===== Recorded data =====

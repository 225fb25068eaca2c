use leptos::{html, prelude::*};

use super::{use_theme, SectionTitle};
use crate::choreography::project_cards_timeline;
use crate::content::{filter_projects, Project, ProjectFilter, PROJECTS};
use crate::motion::{bind_scroll, select, Player, ScrollTrigger};

#[component]
pub fn Projects() -> impl IntoView {
    let theme = use_theme();
    let (filter, set_filter) = signal(ProjectFilter::default());
    let section_ref = NodeRef::<html::Section>::new();
    let grid_ref = NodeRef::<html::Div>::new();

    let reveal = Player::new(project_cards_timeline(0));

    // The card list is rebuilt on every filter change; pick up the new
    // elements once they are in the document.
    Effect::new(move |_| {
        filter.track();
        let Some(grid) = grid_ref.get() else {
            return;
        };
        request_animation_frame(move || {
            let cards = select(&grid, ".project-card");
            reveal.rebind(project_cards_timeline(cards.len()), cards);
        });
    });
    bind_scroll(reveal, ScrollTrigger::default(), move || {
        section_ref.get().map(Into::into)
    });

    view! {
        <section
            id="projects"
            node_ref=section_ref
            class=move || format!("py-20 {}", theme.get().pick("bg-gray-800", "bg-gray-50"))
        >
            <div class="container mx-auto px-6">
                <SectionTitle
                    title="My Projects"
                    blurb="Here are some of my recent projects showcasing my skills in backend development, desktop applications, and AI/ML implementations."
                />

                <div class="flex flex-wrap justify-center gap-4 mb-12">
                    {ProjectFilter::ALL
                        .iter()
                        .map(|&option| {
                            view! {
                                <button
                                    data-filter=option.id()
                                    on:click=move |_| set_filter.set(option)
                                    class=move || {
                                        let look = if filter.get() == option {
                                            "bg-gradient-to-r from-blue-600 to-purple-600 text-white shadow-lg"
                                        } else {
                                            theme
                                                .get()
                                                .pick(
                                                    "bg-gray-700 text-gray-300 hover:bg-gray-600",
                                                    "bg-white text-gray-700 hover:bg-gray-100",
                                                )
                                        };
                                        format!(
                                            "px-6 py-3 rounded-full font-medium transition-all duration-300 whitespace-nowrap {look}",
                                        )
                                    }
                                >
                                    {option.label()}
                                </button>
                            }
                        })
                        .collect_view()}
                </div>

                <div node_ref=grid_ref class="grid md:grid-cols-2 lg:grid-cols-2 gap-8">
                    {move || {
                        filter_projects(&PROJECTS, filter.get())
                            .into_iter()
                            .map(|project| view! { <ProjectCard project /> })
                            .collect_view()
                    }}
                </div>
            </div>
        </section>
    }
}

#[component]
fn ProjectCard(project: Project) -> impl IntoView {
    let theme = use_theme();
    let text = move |dark: &'static str, light: &'static str| theme.get().pick(dark, light);
    let overlay_link = "w-12 h-12 flex items-center justify-center bg-white/20 backdrop-blur-sm rounded-full hover:bg-white/30 transition-colors cursor-pointer";

    // The outer div carries the reveal transform, the inner one the hover lift.
    view! {
        <div class="project-card">
            <div class=move || {
                format!(
                    "group relative h-full overflow-hidden rounded-2xl shadow-lg transition-all duration-300 hover:shadow-2xl hover:-translate-y-2 {}",
                    text("bg-gray-700", "bg-white"),
                )
            }>
                <div class="relative overflow-hidden">
                    <img
                        src=project.image
                        alt=project.title
                        class="w-full h-48 object-cover object-top transition-transform duration-300 group-hover:scale-110"
                    />
                    <div class="absolute inset-0 bg-gradient-to-t from-black/60 to-transparent opacity-0 group-hover:opacity-100 transition-opacity duration-300"></div>
                    <div class="absolute inset-0 flex items-center justify-center opacity-0 group-hover:opacity-100 transition-opacity duration-300">
                        <div class="flex space-x-4">
                            <a href=project.github_url aria-label="Source code" class=overlay_link>
                                <i class="ri-github-fill text-white text-xl"></i>
                            </a>
                            <a href=project.live_url aria-label="Live demo" class=overlay_link>
                                <i class="ri-external-link-line text-white text-xl"></i>
                            </a>
                        </div>
                    </div>
                </div>

                <div class="p-6">
                    <span class="text-xs font-semibold uppercase tracking-wide text-purple-500">
                        {project.category.label()}
                    </span>
                    <h3 class=move || {
                        format!("text-xl font-bold mb-3 {}", text("text-white", "text-gray-900"))
                    }>{project.title}</h3>
                    <p class=move || {
                        format!("text-sm mb-4 {}", text("text-gray-300", "text-gray-600"))
                    }>{project.description}</p>
                    <div class="flex flex-wrap gap-2">
                        {project
                            .technologies
                            .iter()
                            .map(|tech| {
                                view! {
                                    <span class=move || {
                                        format!(
                                            "px-3 py-1 text-xs rounded-full font-medium {}",
                                            text("bg-blue-900/30 text-blue-300", "bg-blue-100 text-blue-600"),
                                        )
                                    }>{*tech}</span>
                                }
                            })
                            .collect_view()}
                    </div>
                    <div class="flex flex-wrap gap-2 mt-2">
                        {project
                            .features
                            .iter()
                            .map(|feature| {
                                view! {
                                    <span class=move || {
                                        format!(
                                            "px-3 py-1 text-xs rounded-full font-medium {}",
                                            text("bg-green-900/30 text-green-300", "bg-green-100 text-green-600"),
                                        )
                                    }>{*feature}</span>
                                }
                            })
                            .collect_view()}
                    </div>
                </div>
            </div>
        </div>
    }
}
use leptos::prelude::*;
use leptos_router::components::A;
use leptos_use::use_window_scroll;

#[cfg(feature = "hydrate")]
use leptos::ev;
#[cfg(feature = "hydrate")]
use leptos_use::use_event_listener;
#[cfg(feature = "hydrate")]
use wasm_bindgen::JsCast;
#[cfg(feature = "hydrate")]
use web_sys::{Element, ScrollBehavior, ScrollIntoViewOptions, ScrollLogicalPosition};

use super::use_theme;
use crate::content::{OWNER, NAV_ITEMS};
use crate::theme::{header_surface, is_scrolled};

/// Scrolls smoothly to the section an in-page `#anchor` link points at.
#[cfg(feature = "hydrate")]
fn smooth_scroll(ev: ev::MouseEvent) {
    let Some(anchor) = ev
        .target()
        .and_then(|t| t.dyn_into::<Element>().ok())
        .and_then(|el| el.closest("a[href^='#']").ok().flatten())
    else {
        return;
    };
    let Some(href) = anchor.get_attribute("href") else {
        return;
    };
    let Some(section) = document().query_selector(&href).ok().flatten() else {
        log::debug!("no section for {href}");
        return;
    };
    ev.prevent_default();
    let opts = ScrollIntoViewOptions::new();
    opts.set_behavior(ScrollBehavior::Smooth);
    opts.set_block(ScrollLogicalPosition::Start);
    section.scroll_into_view_with_scroll_into_view_options(&opts);
}

#[component]
pub fn Header() -> impl IntoView {
    let theme = use_theme();
    let (_, scroll_y) = use_window_scroll();
    let scrolled = Signal::derive(move || is_scrolled(scroll_y.get()));
    let (mobile_menu_open, set_mobile_menu_open) = signal(false);

    #[cfg(feature = "hydrate")]
    let _ = use_event_listener(document(), ev::click, smooth_scroll);

    let link_class = move || {
        theme
            .get()
            .pick("text-gray-300 hover:text-blue-400", "text-gray-700 hover:text-blue-600")
    };
    let toggle_button = move || {
        view! {
            <button
                on:click=move |_| theme.toggle_dark_mode()
                aria-label="Toggle dark mode"
                class=move || {
                    format!(
                        "w-10 h-10 flex items-center justify-center rounded-lg transition-all duration-300 {}",
                        theme
                            .get()
                            .pick(
                                "bg-gray-800 hover:bg-gray-700 text-yellow-400",
                                "bg-gray-100 hover:bg-gray-200 text-gray-600",
                            ),
                    )
                }
            >
                <i class=move || format!("{} text-lg", theme.get().toggle_icon())></i>
            </button>
        }
    };

    view! {
        <header class=move || {
            format!(
                "fixed top-0 left-0 right-0 z-50 transition-all duration-300 {}",
                header_surface(theme.get(), scrolled.get()),
            )
        }>
            <nav class="container mx-auto px-6 py-4">
                <div class="flex items-center justify-between">
                    <A
                        href="/"
                        attr:class="text-2xl font-bold bg-gradient-to-r from-blue-600 to-purple-600 bg-clip-text text-transparent hover:from-blue-700 hover:to-purple-700 transition-all"
                    >
                        {OWNER}
                    </A>

                    // Desktop
                    <div class="hidden md:flex items-center space-x-8">
                        {NAV_ITEMS
                            .iter()
                            .map(|item| {
                                view! {
                                    <a
                                        href=item.href
                                        class=move || {
                                            format!(
                                                "font-medium whitespace-nowrap cursor-pointer transition-colors {}",
                                                link_class(),
                                            )
                                        }
                                    >
                                        {item.name}
                                    </a>
                                }
                            })
                            .collect_view()}
                        {toggle_button()}
                    </div>

                    // Mobile
                    <div class="md:hidden flex items-center space-x-4">
                        {toggle_button()}
                        <button
                            aria-label="Toggle menu"
                            aria-expanded=move || mobile_menu_open.get().to_string()
                            class=move || {
                                format!(
                                    "w-10 h-10 flex items-center justify-center cursor-pointer {}",
                                    theme.get().pick("text-white", "text-gray-700"),
                                )
                            }
                            on:click=move |_| set_mobile_menu_open.update(|open| *open = !*open)
                        >
                            <i class=move || {
                                if mobile_menu_open.get() {
                                    "ri-close-line text-xl"
                                } else {
                                    "ri-menu-line text-xl"
                                }
                            }></i>
                        </button>
                    </div>
                </div>

                <Show when=move || mobile_menu_open.get()>
                    <div class=move || {
                        format!(
                            "md:hidden mt-4 py-4 border-t {}",
                            theme.get().pick("border-gray-700", "border-gray-200"),
                        )
                    }>
                        {NAV_ITEMS
                            .iter()
                            .map(|item| {
                                view! {
                                    <a
                                        href=item.href
                                        class=move || {
                                            format!(
                                                "block py-2 font-medium cursor-pointer transition-colors {}",
                                                link_class(),
                                            )
                                        }
                                        on:click=move |_| set_mobile_menu_open.set(false)
                                    >
                                        {item.name}
                                    </a>
                                }
                            })
                            .collect_view()}
                    </div>
                </Show>
            </nav>
        </header>
    }
}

=====

### Goal of the exercise
Repeat only what lies between the first line of the data and the line containing "pub fn Projects()", both of those lines included, exactly as it stands.

### Solution for this problem
repository 225fb25068eaca2c
use leptos::{html, prelude::*};

use super::{use_theme, SectionTitle};
use crate::choreography::project_cards_timeline;
use crate::content::{filter_projects, Project, ProjectFilter, PROJECTS};
use crate::motion::{bind_scroll, select, Player, ScrollTrigger};

#[component]
pub fn Projects() -> impl IntoView {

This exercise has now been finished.